During a median follow-up of 25 years there were 6283 deaths in the ARIC cohort, and there were 40 181 deaths across all cohort studies. In the ARIC cohort, after multivariable adjustment, there was a U-shaped association between the percentage of energy consumed from carbohydrate (mean 48·9%, SD 9·4) and mortality: a percentage of 50–55% energy from carbohydrate was associated with the lowest risk of mortality. In the meta-analysis of all cohorts (432 179 participants), both low carbohydrate consumption (<40%) and high carbohydrate consumption (>70%) conferred greater mortality risk than did moderate intake, which was consistent with a U-shaped association (pooled hazard ratio 1·20, 95% CI 1·09–1·32 for low carbohydrate consumption; 1·23, 1·11–1·36 for high carbohydrate consumption). However, results varied by the source of macronutrients: mortality increased when carbohydrates were exchanged for animal-derived fat or protein (1·18, 1·08–1·29) and mortality decreased when the substitutions were plant-based (0·82, 0·78–0·87).
Interpretation
Both high and low percentages of carbohydrate diets were associated with increased mortality, with minimal risk observed at 50–55% carbohydrate intake.

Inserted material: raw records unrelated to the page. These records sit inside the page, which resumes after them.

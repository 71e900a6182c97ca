//! Ephemeral workspace directories
//!
//! Each execution gets a uniquely named directory holding the uploaded source
//! and the generated Dockerfile. The directory doubles as the docker build
//! context, and its name doubles as the image tag, so uniqueness partitions
//! both the filesystem and the image namespace between concurrent executions.

use std::path::{Path, PathBuf};
use std::time::SystemTime;

use thiserror::Error;
use tracing::{debug, instrument};
use uuid::Uuid;

use crate::config::{DOCKERFILE_NAME, Language};

#[derive(Debug, Error)]
pub enum WorkspaceError {
    #[error("failed to create workspace directory {path}: {source}")]
    Create {
        path: PathBuf,
        #[source]
        source: std::io::Error,
    },

    #[error("failed to write {path}: {source}")]
    Write {
        path: PathBuf,
        #[source]
        source: std::io::Error,
    },

    #[error("failed to remove workspace directory {path}: {source}")]
    Destroy {
        path: PathBuf,
        #[source]
        source: std::io::Error,
    },

    #[error("could not allocate a unique workspace id for language '{0}'")]
    IdCollision(String),
}

/// An ephemeral, uniquely named directory for one execution
///
/// Created at the start of an execution and destroyed exactly once at the
/// end, whatever the outcome. [`destroy()`](Self::destroy) consumes the
/// handle so a workspace cannot be torn down twice; if the handle is dropped
/// without an explicit destroy (the owning future was cancelled), the
/// directory is removed best-effort from `Drop`.
#[derive(Debug)]
pub struct Workspace {
    id: String,
    path: PathBuf,
    created_at: SystemTime,
    destroyed: bool,
}

impl Workspace {
    /// Create a new workspace under `root`
    ///
    /// The id mixes the language tag, a random component, and a nanosecond
    /// timestamp so two calls within the same clock tick still diverge.
    /// `create_dir` (not `create_dir_all`) detects the unlikely collision
    /// with a concurrently live workspace, and a fresh id is tried.
    #[instrument(skip(root))]
    pub async fn create(root: &Path, language_id: &str) -> Result<Self, WorkspaceError> {
        tokio::fs::create_dir_all(root)
            .await
            .map_err(|source| WorkspaceError::Create {
                path: root.to_path_buf(),
                source,
            })?;

        for _ in 0..3 {
            let id = unique_id(language_id);
            let path = root.join(&id);
            match tokio::fs::create_dir(&path).await {
                Ok(()) => {
                    debug!(%id, path = %path.display(), "workspace created");
                    return Ok(Self {
                        id,
                        path,
                        created_at: SystemTime::now(),
                        destroyed: false,
                    });
                }
                Err(e) if e.kind() == std::io::ErrorKind::AlreadyExists => continue,
                Err(source) => return Err(WorkspaceError::Create { path, source }),
            }
        }

        Err(WorkspaceError::IdCollision(language_id.to_string()))
    }

    /// Workspace id, also used as the image tag
    pub fn id(&self) -> &str {
        &self.id
    }

    /// Path to the workspace directory (the docker build context)
    pub fn path(&self) -> &Path {
        &self.path
    }

    /// When the workspace was created
    pub fn created_at(&self) -> SystemTime {
        self.created_at
    }

    /// Write the source file and the generated Dockerfile into the workspace
    #[instrument(skip(self, language, source), fields(id = %self.id))]
    pub async fn populate(&self, language: &Language, source: &[u8]) -> Result<(), WorkspaceError> {
        self.write(language.source_name.as_str(), source).await?;
        self.write(DOCKERFILE_NAME, language.dockerfile().as_bytes())
            .await?;
        debug!(source_name = %language.source_name, "workspace populated");
        Ok(())
    }

    /// Recursively remove the workspace directory
    ///
    /// Consumes the handle; callers must invoke this on every exit path.
    #[instrument(skip(self), fields(id = %self.id))]
    pub async fn destroy(mut self) -> Result<(), WorkspaceError> {
        self.destroyed = true;
        tokio::fs::remove_dir_all(&self.path)
            .await
            .map_err(|source| WorkspaceError::Destroy {
                path: self.path.clone(),
                source,
            })?;
        debug!("workspace destroyed");
        Ok(())
    }

    async fn write(&self, name: &str, content: &[u8]) -> Result<(), WorkspaceError> {
        let path = self.path.join(name);
        tokio::fs::write(&path, content)
            .await
            .map_err(|source| WorkspaceError::Write {
                path: path.clone(),
                source,
            })?;
        debug!(path = %path.display(), len = content.len(), "wrote file");
        Ok(())
    }
}

impl Drop for Workspace {
    fn drop(&mut self) {
        if !self.destroyed {
            // Cancellation path: the execute future was dropped mid-flight
            if std::fs::remove_dir_all(&self.path).is_ok() {
                debug!(id = %self.id, "workspace removed on drop");
            }
        }
    }
}

/// Generate a workspace id: language tag + random suffix + time component.
///
/// Also serves as the docker image tag, so it sticks to lowercase hex and
/// separators.
fn unique_id(language_id: &str) -> String {
    let suffix = Uuid::new_v4().simple().to_string();
    let nanos = SystemTime::now()
        .duration_since(SystemTime::UNIX_EPOCH)
        .map(|d| d.as_nanos())
        .unwrap_or_default();
    format!("{language_id}-bench-{}-{nanos}", &suffix[..8])
}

Low carbohydrate dietary patterns favouring animal-derived protein and fat sources, from sources such as lamb, beef, pork, and chicken, were associated with higher mortality, whereas those that favoured plant-derived protein and fat intake, from sources such as vegetables, nuts, peanut but butter, and whole-grain breads, were associated with lower mortality, suggesting that the source of food notably modifies the association between carbohydrate intake and mortality.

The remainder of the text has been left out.